“I walk everywhere in the city. Any city. You see everything you need to see for a lifetime. Every emotion. Every condition. Every fashion. Every glory,” Maira Kalman observed in considering the creative capacity of walking. Charles Dickens and Victor Hugo, too, came up with their best ideas while walking. For Peanutscreator Charles Shulz, walking was part of love.
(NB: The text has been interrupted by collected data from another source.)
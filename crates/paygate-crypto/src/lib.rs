//! Key handling and EIP-712 paymaster signing for the Paygate
//! sponsorship service.
//!
//! - [`keys`] - Zeroized secret-key material
//! - [`signer`] - Time-bounded EIP-712 paymaster authorizations

#![forbid(unsafe_code)]
#![warn(missing_docs)]
#![warn(clippy::all)]
#![warn(clippy::pedantic)]

pub mod keys;
pub mod signer;

pub use keys::{SecretKey, SecretKeyError};
pub use signer::{PaymasterAuthorization, PaymasterSigner};
// SPDX-License-Identifier: MPL-2.0

//! Photo capture from an active camera session
//!
//! Grabbing reads the current frame at the stream's native resolution
//! without interrupting the preview; encoding happens afterwards.

use super::encoding::PhotoEncoder;
use crate::artifact::{Artifact, ArtifactKind};
use crate::backends::camera::types::{CameraFrame, Resolution};
use crate::backends::camera::{CaptureSession, SessionToken};
use crate::constants::{FALLBACK_FRAME_SIZE, PHOTO_MIME};
use crate::errors::{AppResult, PhotoError};
use crate::storage::ArtifactStore;
use tracing::{debug, info};

/// Photo capture handler
#[derive(Debug, Clone)]
pub struct PhotoCapture {
    encoder: PhotoEncoder,
    store: ArtifactStore,
}

/// A grabbed frame waiting to be encoded
#[derive(Debug)]
pub struct PendingPhoto {
    frame: CameraFrame,
    token: SessionToken,
    encoder: PhotoEncoder,
    store: ArtifactStore,
}

impl PhotoCapture {
    pub fn new(store: ArtifactStore) -> Self {
        Self::with_encoder(store, PhotoEncoder::new())
    }

    pub fn with_encoder(store: ArtifactStore, encoder: PhotoEncoder) -> Self {
        Self { encoder, store }
    }

    /// Read the current frame of an active session
    ///
    /// Uses the stream's reported resolution, or 1280x720 when the stream
    /// reports none.
    pub fn grab(&self, session: &CaptureSession) -> AppResult<PendingPhoto> {
        let token = session.token();

        let frame = session.with_stream(|stream| {
            let size = stream
                .dimensions()
                .filter(|size| !size.is_empty())
                .unwrap_or_else(|| Resolution::new(FALLBACK_FRAME_SIZE.0, FALLBACK_FRAME_SIZE.1));
            stream.grab_frame(size)
        })?;

        let frame = frame
            .filter(CameraFrame::is_complete)
            .ok_or(PhotoError::FrameUnavailable)?;

        debug!(width = frame.width, height = frame.height, "Frame grabbed");

        Ok(PendingPhoto {
            frame,
            token,
            encoder: self.encoder,
            store: self.store.clone(),
        })
    }

    /// Grab and encode in one step
    ///
    /// Returns `Ok(None)` if the session was closed before encoding finished;
    /// nothing is registered in that case.
    pub async fn capture(&self, session: &CaptureSession) -> AppResult<Option<Artifact>> {
        self.grab(session)?.encode().await
    }
}

impl PendingPhoto {
    pub fn resolution(&self) -> Resolution {
        Resolution::new(self.frame.width, self.frame.height)
    }

    /// Encode the frame and deliver the artifact if its session is still open
    pub async fn encode(self) -> AppResult<Option<Artifact>> {
        let encoded = self.encoder.encode(self.frame).await?;

        if !self.token.is_current() {
            debug!("Session closed during encoding, photo discarded");
            return Ok(None);
        }

        let artifact = Artifact::register(&self.store, ArtifactKind::Photo, PHOTO_MIME, encoded.data);
        info!(
            handle = %artifact.handle,
            size = artifact.len(),
            width = encoded.width,
            height = encoded.height,
            "Photo captured"
        );

        Ok(Some(artifact))
    }
}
In Walkable City: How Downtown Can Save America, One Step at a Time (public library), city planner Jeff Speck, who spent four years leading the design division of the National Endowment for the Arts working directly with a couple hundred mayors to help solve their greatest city-planning challenges, turns a perceptive eye towards what makes a great city and how we might be able to harness the power of a conceptually simple, practically complex, immeasurably far-reaching solution in improving the fabric and experience of urban life.
Speck opens with a bang:
This is not the next great book on American cities. That book is not needed. An intellectual revolution is no longer necessary. What characterizes the discussion on cities these days is not a wrongheadedness or a lack of awareness about what needs to be done, but rather a complete disconnect between that awareness and the actions of those responsible for the physical form of our communities.
We’ve known for three decades how to make livable cities — after forgetting for four — yet we’ve somehow not been able to pull it off. Jane Jacobs, who wrote in 1960, won over the planners by 1980. But the planners have yet to win over the city.
Winning the city over, however, requires equal parts sensitivity and rigor:
The pedestrian is an extremely fragile species, the canary in the coal mine of urban livability. Under the right conditions, this creature thrives and multiplies. But creating those conditions requires attention to a broad range of criteria, some more easily satisfied than others.